Amid concerns about possible misuse of Offshore Derivative Instruments, or P-Notes, for money laundering and other such purposes, Sebi directed foreign investors to ensure compliance with all necessary norms before issuing such notes with immediate effect. This, some market analysts, said hurt sentiments.
“Correction in markets could (also) be attributed to profit booking from retail investors and due to some stock specific news. Among day’s major market moving events, ITC was down by more than 5 per cent intraday after on reports government has accepted the recommendation of ban of loose cigarettes,” said Hiren Dhakan, Associate Fund Manager, Bonanza Portfolio.
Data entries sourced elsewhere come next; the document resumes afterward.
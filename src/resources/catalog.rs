//! The resource screens of the console.

use crate::domain::item::ResourceItem;
use crate::domain::order::{OrderLine, OrderTotals, PaymentStatus, format_amount};
use crate::forms::FormError;
use crate::forms::draft::DraftState;
use crate::resources::{
    Endpoints, FieldKind, FieldSpec, FileReference, FilterSpec, HttpMethod, ListStyle,
    OptionSource, ResourceDescriptor,
};

pub static ALL: &[&ResourceDescriptor] = &[
    &USERS,
    &MOCK_TESTS,
    &WALLETS,
    &MEMBERS,
    &EVENTS,
    &ORDERS,
    &SLIDERS,
    &SUCCESS_STORIES,
    &ADS,
];

pub static USERS: ResourceDescriptor = ResourceDescriptor {
    key: "users",
    title: "Users",
    singular: "User",
    endpoints: Endpoints {
        list: "/api/v1/getAllUsers_p",
        list_style: ListStyle::JsonBody,
        create: Some("/api/v1/createUser"),
        update: Some("/api/v1/updateUser"),
        update_method: HttpMethod::Post,
        option_sources: &[
            OptionSource {
                path: "/api/v1/user-filter-data",
                method: HttpMethod::Post,
            },
            OptionSource {
                path: "/api/v1/role/getAllRoles",
                method: HttpMethod::Post,
            },
        ],
    },
    fields: &[
        FieldSpec::new("name", "Name", FieldKind::Text).required(),
        FieldSpec::new("email", "Email", FieldKind::Email).required(),
        FieldSpec::new("role_ids", "Roles", FieldKind::MultiSelect)
            .options("rolelist")
            .unlisted(),
        FieldSpec::new("roles", "Role", FieldKind::Text).display_only(),
        FieldSpec::new("status", "Status", FieldKind::Select).options("status_list"),
        FieldSpec::new("password", "Password", FieldKind::Password)
            .required_on_create()
            .unlisted(),
    ],
    filters: &[FilterSpec::server("user_id", "User").options("name_list")],
    upload_dir: None,
    file_reference: FileReference::Relative,
    prepare: None,
    decorate: None,
    line_items: None,
};

pub static MOCK_TESTS: ResourceDescriptor = ResourceDescriptor {
    key: "mock-tests",
    title: "Mock Tests",
    singular: "Mock Test",
    endpoints: Endpoints {
        list: "/api/v1/mock-test/list-paginate",
        list_style: ListStyle::Query,
        create: Some("/api/v1/mock-test/create"),
        update: Some("/api/v1/mock-test/update"),
        update_method: HttpMethod::Put,
        option_sources: &[],
    },
    fields: &[
        FieldSpec::new("created_at", "Date", FieldKind::Date).display_only(),
        FieldSpec::new("title", "Title", FieldKind::Text).required(),
        FieldSpec::new("desc", "Description", FieldKind::TextArea),
        FieldSpec::new("no_of_ques", "Questions", FieldKind::Number),
        FieldSpec::new("price", "Price", FieldKind::Number).required(),
        FieldSpec::new("file_path", "Image", FieldKind::File),
    ],
    filters: &[],
    upload_dir: Some("uploads/modules/general/"),
    file_reference: FileReference::Relative,
    prepare: None,
    decorate: None,
    line_items: None,
};

pub static WALLETS: ResourceDescriptor = ResourceDescriptor {
    key: "wallets",
    title: "Wallets",
    singular: "Wallet",
    endpoints: Endpoints {
        list: "/api/v1/wallet/list-paginate",
        list_style: ListStyle::Query,
        create: Some("/api/v1/wallet/create"),
        update: Some("/api/v1/wallet/update"),
        update_method: HttpMethod::Post,
        option_sources: &[OptionSource {
            path: "/api/v1/wallet/filter-data",
            method: HttpMethod::Get,
        }],
    },
    fields: &[
        FieldSpec::new("client_id", "Client", FieldKind::Select)
            .required()
            .fixed()
            .options("client_list")
            .unlisted(),
        FieldSpec::new("client.name", "Client", FieldKind::Text).display_only(),
        FieldSpec::new("balance", "Balance", FieldKind::Number).required(),
        FieldSpec::new("total_purchase", "Total Purchase", FieldKind::Number).display_only(),
        FieldSpec::new("total_refund", "Total Refund", FieldKind::Number).display_only(),
    ],
    filters: &[FilterSpec::server("client_id", "Client").options("client_list")],
    upload_dir: None,
    file_reference: FileReference::Relative,
    prepare: None,
    decorate: None,
    line_items: None,
};

pub static MEMBERS: ResourceDescriptor = ResourceDescriptor {
    key: "members",
    title: "Members",
    singular: "Member",
    endpoints: Endpoints {
        list: "/api/v1/members/list-paginate",
        list_style: ListStyle::Query,
        create: Some("/api/v1/members/create"),
        update: Some("/api/v1/members/update"),
        update_method: HttpMethod::Put,
        option_sources: &[OptionSource {
            path: "/api/v1/members/filter-data",
            method: HttpMethod::Get,
        }],
    },
    fields: &[
        FieldSpec::new("file_path", "Image", FieldKind::File),
        FieldSpec::new("name", "Name", FieldKind::Text).required(),
        FieldSpec::new("bio", "Bio", FieldKind::TextArea),
        FieldSpec::new("position", "Position", FieldKind::Text),
        FieldSpec::new("youtube_url", "Youtube URL", FieldKind::Url),
        FieldSpec::new("member_status_id", "Status", FieldKind::Select)
            .required()
            .options("member_status_list"),
    ],
    // The member directory is small; the status filter narrows the fetched
    // page in memory, the name filter goes to the API.
    filters: &[
        FilterSpec::server("member_id", "Member").options("name_list"),
        FilterSpec::server("member_status_id", "Status")
            .client()
            .options("member_status_list"),
    ],
    upload_dir: Some("uploads/modules/members/"),
    file_reference: FileReference::Relative,
    prepare: None,
    decorate: None,
    line_items: None,
};

pub static EVENTS: ResourceDescriptor = ResourceDescriptor {
    key: "events",
    title: "Events",
    singular: "Event",
    endpoints: Endpoints {
        list: "/api/v1/events/list-paginate",
        list_style: ListStyle::Query,
        create: Some("/api/v1/events/create"),
        update: Some("/api/v1/events/update"),
        update_method: HttpMethod::Put,
        option_sources: &[],
    },
    fields: &[
        FieldSpec::new("file_path", "Image", FieldKind::File),
        FieldSpec::new("title", "Title", FieldKind::Text).required(),
        FieldSpec::new("artist", "Artist", FieldKind::Text),
        FieldSpec::new("date", "Date", FieldKind::Date).required(),
        FieldSpec::new("description", "Description", FieldKind::TextArea),
        FieldSpec::new("location", "Location", FieldKind::Text),
    ],
    filters: &[],
    upload_dir: Some("uploads/modules/events/"),
    file_reference: FileReference::Relative,
    prepare: None,
    decorate: None,
    line_items: None,
};

pub static ORDERS: ResourceDescriptor = ResourceDescriptor {
    key: "orders",
    title: "Orders",
    singular: "Order",
    endpoints: Endpoints {
        list: "/api/v1/cart/list-paginate",
        list_style: ListStyle::Query,
        create: None,
        update: Some("/api/v1/cart/update"),
        update_method: HttpMethod::Put,
        option_sources: &[OptionSource {
            path: "/api/v1/cart/filter-data",
            method: HttpMethod::Get,
        }],
    },
    fields: &[
        FieldSpec::new("order_number", "Order Number", FieldKind::Text).display_only(),
        FieldSpec::new("customer_name", "Customer", FieldKind::Text).display_only(),
        FieldSpec::new("sub_total", "Sub Total", FieldKind::Number).fixed(),
        FieldSpec::new("delivery_charge", "Delivery Charge", FieldKind::Number),
        FieldSpec::new("paid_amount", "Paid", FieldKind::Number).required(),
        FieldSpec::new("total", "Total", FieldKind::Number).display_only(),
        FieldSpec::new("due", "Due", FieldKind::Number).display_only(),
        FieldSpec::new("payment_status", "Payment Status", FieldKind::Text).display_only(),
        FieldSpec::new("payment_method_id", "Payment Method", FieldKind::Select)
            .options("payment_method_list")
            .unlisted(),
        FieldSpec::new("order_status_id", "Order Status", FieldKind::Select)
            .required()
            .options("order_status_list"),
        FieldSpec::new("shipment_status_id", "Shipment Status", FieldKind::Select)
            .options("shipment_status_list"),
    ],
    filters: &[
        FilterSpec::server("order_number", "Order").options("order_number_list"),
        FilterSpec::server("order_status_id", "Order Status").options("order_status_list"),
        FilterSpec::server("payment_status_id", "Payment Status").options("payment_status_list"),
        FilterSpec::server("payment_method_id", "Payment Method").options("payment_method_list"),
        FilterSpec::server("shipment_status_id", "Shipment Status")
            .options("shipment_status_list"),
        FilterSpec::server("start_date", "From").date(),
        FilterSpec::server("end_date", "To").date(),
    ],
    upload_dir: None,
    file_reference: FileReference::Relative,
    prepare: Some(prepare_order),
    decorate: Some(decorate_order),
    line_items: Some(OrderLine::lines_of),
};

pub static SLIDERS: ResourceDescriptor = ResourceDescriptor {
    key: "sliders",
    title: "Sliders",
    singular: "Slider",
    endpoints: Endpoints {
        list: "/api/v1/home-main-slider/list-paginate",
        list_style: ListStyle::Query,
        create: Some("/api/v1/home-main-slider/create"),
        update: Some("/api/v1/home-main-slider/update"),
        update_method: HttpMethod::Put,
        option_sources: &[],
    },
    fields: &[
        FieldSpec::new("file_path", "Image", FieldKind::File).required(),
        FieldSpec::new("file_name", "Name", FieldKind::Text).required(),
    ],
    filters: &[],
    upload_dir: Some("uploads/modules/home-main-slider/"),
    file_reference: FileReference::Absolute,
    prepare: None,
    decorate: None,
    line_items: None,
};

pub static SUCCESS_STORIES: ResourceDescriptor = ResourceDescriptor {
    key: "success-stories",
    title: "Success Stories",
    singular: "Success Story",
    endpoints: Endpoints {
        list: "/api/v1/success-stories/list-paginate",
        list_style: ListStyle::Query,
        create: Some("/api/v1/success-stories/create"),
        update: Some("/api/v1/success-stories/update"),
        update_method: HttpMethod::Put,
        option_sources: &[OptionSource {
            path: "/api/v1/success-stories/filter-data",
            method: HttpMethod::Get,
        }],
    },
    fields: &[
        FieldSpec::new("posting_time", "Date", FieldKind::Date).required(),
        FieldSpec::new("headline", "Headline", FieldKind::Text).required(),
        FieldSpec::new("subheading", "Subheading", FieldKind::Text),
        FieldSpec::new("member_id", "Author", FieldKind::Select)
            .options("member_list")
            .unlisted(),
        FieldSpec::new("member.name", "Author", FieldKind::Text).display_only(),
        FieldSpec::new("details", "Details", FieldKind::TextArea),
        FieldSpec::new("file_path", "Image", FieldKind::File),
    ],
    filters: &[FilterSpec::server("member_id", "Author").options("member_list")],
    upload_dir: Some("uploads/modules/success-stories/"),
    file_reference: FileReference::Relative,
    prepare: None,
    decorate: None,
    line_items: None,
};

pub static ADS: ResourceDescriptor = ResourceDescriptor {
    key: "ads",
    title: "Ads",
    singular: "Ad",
    endpoints: Endpoints {
        list: "/api/v1/home-ads/list-paginate",
        list_style: ListStyle::Query,
        create: Some("/api/v1/home-ads/create"),
        update: Some("/api/v1/home-ads/update"),
        update_method: HttpMethod::Put,
        option_sources: &[],
    },
    fields: &[
        FieldSpec::new("file_path", "Image", FieldKind::File).required(),
        FieldSpec::new("file_name", "Name", FieldKind::Text).required(),
    ],
    filters: &[],
    upload_dir: Some("uploads/modules/home-ads/"),
    file_reference: FileReference::Absolute,
    prepare: None,
    decorate: None,
    line_items: None,
};

/// Fills the derived payment columns so the update carries consistent
/// totals: `total`, `due` and `payment_status_id`.
fn prepare_order(draft: &mut DraftState) -> Result<(), FormError> {
    let sub_total = draft.number("sub_total")?.unwrap_or(0.0);
    let delivery_charge = draft.number("delivery_charge")?.unwrap_or(0.0);
    let paid = draft.number("paid_amount")?.unwrap_or(0.0);
    let total = sub_total + delivery_charge;

    draft.set("total", total.to_string());
    draft.set("due", (total - paid).to_string());
    draft.set(
        "payment_status_id",
        PaymentStatus::derive(paid, total).id().to_string(),
    );

    Ok(())
}

fn decorate_order(item: &mut ResourceItem) {
    let totals = OrderTotals::of(item);
    let fields = &mut item.fields;
    fields.insert("total".to_string(), format_amount(totals.total).into());
    fields.insert("due".to_string(), format_amount(totals.due).into());
    fields.insert("payment_status".to_string(), totals.status.label().into());
}

#[cfg(test)]
mod tests {
    use super::*;
    use serde_json::json;

    #[test]
    fn order_preparation_derives_payment_columns() {
        let mut draft = DraftState::empty();
        draft.set("sub_total", "400");
        draft.set("delivery_charge", "100");
        draft.set("paid_amount", "200");

        prepare_order(&mut draft).unwrap();

        assert_eq!(draft.get("total"), Some("500"));
        assert_eq!(draft.get("due"), Some("300"));
        assert_eq!(draft.get("payment_status_id"), Some("3"));
    }

    #[test]
    fn order_preparation_rejects_garbage_amounts() {
        let mut draft = DraftState::empty();
        draft.set("paid_amount", "lots");

        assert!(matches!(
            prepare_order(&mut draft),
            Err(FormError::InvalidNumber(field)) if field == "paid_amount"
        ));
    }

    #[test]
    fn order_rows_gain_payment_info() {
        let mut item = ResourceItem::from_json(json!({
            "id": 9,
            "sub_total": 400,
            "delivery_charge": "100",
            "paid_amount": 500
        }))
        .unwrap();

        decorate_order(&mut item);

        assert_eq!(item.text("total"), "500");
        assert_eq!(item.text("due"), "0");
        assert_eq!(item.text("payment_status"), "Paid");
    }

    #[test]
    fn derived_order_columns_are_sent_on_update() {
        let item = ResourceItem::from_json(json!({
            "id": 9,
            "order_number": "ORD-9",
            "sub_total": 400,
            "delivery_charge": 100,
            "paid_amount": 0,
            "order_status_id": 1
        }))
        .unwrap();
        let mut draft = DraftState::from_item(&item, &ORDERS, str::to_string);
        draft.set("paid_amount", "200");
        prepare_order(&mut draft).unwrap();

        let payload = draft.into_payload(&ORDERS);

        assert_eq!(payload["total"], json!(500));
        assert_eq!(payload["due"], json!(300));
        assert_eq!(payload["payment_status_id"], json!(3));
        assert!(!payload.contains_key("order_number"));
        assert!(!payload.contains_key("payment_status"));
    }
}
The market may remain volatile this week as traders said participants are rolling over positions in the futures & options (F&O) segment from November to December 2014 series.
Asian stocks ended mixed as key benchmark indices in Hong Kong and Taiwan fell by 0.07 per cent to 0.21 per cent while indices in China, Japan, Singapore and South Korea rose by 0.08 per cent to 1.37 per cent.
European markets were also trading higher after latest data showed Germany’s GDP rose 0.1 per cent in third quarter. Key benchmark indices in Germany, France and UK rose by 0.11 per cent to 0.73 per cent.
“It seems lack of broader participation is raising doubts among the investors & traders and that in turn triggering profit taking with every rise. We believe the situation will improve post F&O expiry…,” said Jayant Manglik, President-retail distribution, Religare Securities.
Fifteen scrips out of the 30-share Sensex pack ended higher while the remaining 15 closed lower.
Major index losers were ITC (4.99 per cent), Tata Steel (2.56 per cent), ICICI Bank (2.02 per cent), NTPC (1.96 per cent), L&T (1.93 per cent), Tata Power (1.74 per cent), Maruti (1.69 per cent), Axis Bank (1.65 per cent), Hero Motocorp (1.28 per cent), SBI (1.15 per cent), Tata Motors (1.11 per cent) and Bajaj Auto (1.10 per cent).
However, BHEL rose by 2.95 per cent, HUL 1.97 per cent, ONGC 1.34 per cent, Dr Reddy’s Lab 1.24 per cent, Bharti Airtel 1.13 per cent, Cipla 1.00 per cent and HDFC 0.92 per cent.